Moderatör: Co-Moderatör

Kullanıcı avatarı
Bold
Sürgün
Mesajlar: 267
Kayıt: 04 Haz 2018, 17:45

#1

Okunmamış mesaj

İnsanların hakikatle pek işi yok, kendi dogmanın kabulünden alacağı zevke odaklılar. Benim de olayım buydu, 1 yıl kadar önce tcma nickaltına ilk girdiğimde hacıtyler ile birlikte yeşeren hakikat ve onu savunan insanlara içimde bir kin doğmuştu. Bu otomatik ve tepkisel oluşan bir şeydi, yani akılla felan alakası yoktu. Bu insanların ne dediğine bakmadan bu iblisin bana sunduğu aldanışlara tepkisel yanıt vererek, akılsal süzgeci ihmal ederek götümden uydurduğum zanlarla kombolar yapmıştım. Neden? Bu beni kısa süreliğine rahatlatacak ve kendi dogmamın kabulüyle mutlu olacaktım.

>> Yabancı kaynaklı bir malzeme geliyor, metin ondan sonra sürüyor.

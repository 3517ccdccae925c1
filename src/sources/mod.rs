//! Article sources.
//!
//! A source turns a search query into a list of [`crate::models::Article`]s.
//! Only one source exists today:
//!
//! | Source | Module | Method |
//! |--------|--------|--------|
//! | NewsAPI | [`newsapi`] | `/v2/everything` JSON search |

pub mod newsapi;
//! NewsAPI `/v2/everything` search client.
//!
//! One GET per run with `q`, `from`, `sortBy` and `apiKey` query parameters.
//! The API key travels in the query string, so request URLs are never logged.

use crate::models::{Article, NewsApiResponse};
use crate::utils::truncate_for_log;
use chrono::NaiveDate;
use reqwest::header::{ACCEPT_LANGUAGE, USER_AGENT};
use reqwest::{Client, StatusCode};
use std::error::Error;
use tracing::{debug, info, instrument};
use url::Url;

/// Search parameters for one fetch.
#[derive(Debug, Clone)]
pub struct NewsQuery<'a> {
    pub search: &'a str,
    pub from: NaiveDate,
    pub sort_by: &'a str,
}

#[derive(Debug, Clone)]
pub struct NewsApiClient {
    client: Client,
    endpoint: Url,
    api_key: String,
}

impl NewsApiClient {
    pub fn new(endpoint: &str, api_key: impl Into<String>) -> Result<Self, Box<dyn Error>> {
        Ok(Self {
            client: Client::builder().build()?,
            endpoint: Url::parse(endpoint)?,
            api_key: api_key.into(),
        })
    }

    fn request_url(&self, query: &NewsQuery<'_>) -> Url {
        let mut url = self.endpoint.clone();
        url.query_pairs_mut()
            .append_pair("q", query.search)
            .append_pair("from", &query.from.format("%Y-%m-%d").to_string())
            .append_pair("sortBy", query.sort_by)
            .append_pair("apiKey", &self.api_key);
        url
    }

    /// Fetch every article the search returns.
    ///
    /// # Errors
    ///
    /// Fails on transport errors, on an `"error"` status envelope, and on a
    /// non-success HTTP status whose body is not a NewsAPI envelope.
    #[instrument(level = "info", skip_all, fields(search = %query.search, from = %query.from))]
    pub async fn fetch_articles(&self, query: &NewsQuery<'_>) -> Result<Vec<Article>, Box<dyn Error>> {
        let resp = self
            .client
            .get(self.request_url(query))
            .header(USER_AGENT, "Mozilla/5.0")
            .header(ACCEPT_LANGUAGE, "en-US,en;q=0.9")
            .send()
            .await?;
        let status = resp.status();
        let body = resp.text().await?;
        debug!(%status, bytes = body.len(), "NewsAPI responded");

        let articles = parse_response(status, &body)?;
        info!(count = articles.len(), "Fetched NewsAPI articles");
        Ok(articles)
    }
}

fn parse_response(status: StatusCode, body: &str) -> Result<Vec<Article>, Box<dyn Error>> {
    let parsed = match serde_json::from_str::<NewsApiResponse>(body) {
        Ok(parsed) => parsed,
        Err(e) if status.is_success() => return Err(e.into()),
        Err(_) => {
            return Err(format!(
                "NewsAPI request failed with status {status}: {}",
                truncate_for_log(body, 200)
            )
            .into());
        }
    };

    if parsed.status != "ok" {
        return Err(format!(
            "NewsAPI returned {} ({}): {}",
            parsed.status,
            parsed.code.as_deref().unwrap_or("unknown"),
            parsed.message.as_deref().unwrap_or("no message"),
        )
        .into());
    }

    debug!(total_results = ?parsed.total_results, "NewsAPI envelope parsed");
    Ok(parsed.articles)
}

En çok geliştiğim evreler daima gerçekle yüzleşmem ve acı çekmem gereken evreler oldu. Burada özellikle benim tam tersim olan fikirler ve eleştiriler ironik olarak benim gelişimime en çok katkıda bulunanlardı. Hoca dehanni'ye kanka senin yazılarını okurken içimde bir rahatsızlık hissediyorum, bunun sebebi ne diye sormuştum. Bu tam olarak da geçen yıl yaşadığım o tepkisel durumun aynısıydı. Bahsedilen şeyin hakikat olabilme olasılığı ve yanılıyor olmam beni rahatsız ediyordu. Karşıdaki vızıklıyor olsa, zanda bulunsa bile aslında olgun birisiysen buna karşılık sinirlenmez çürütür geçersin. Fakat bende olanlar bunun tam tersiydi, duygusal olarak dağılıp sinirlenip kontrolden çıktığım şekilde egoma yenilip saldırılarda bulunuyordum.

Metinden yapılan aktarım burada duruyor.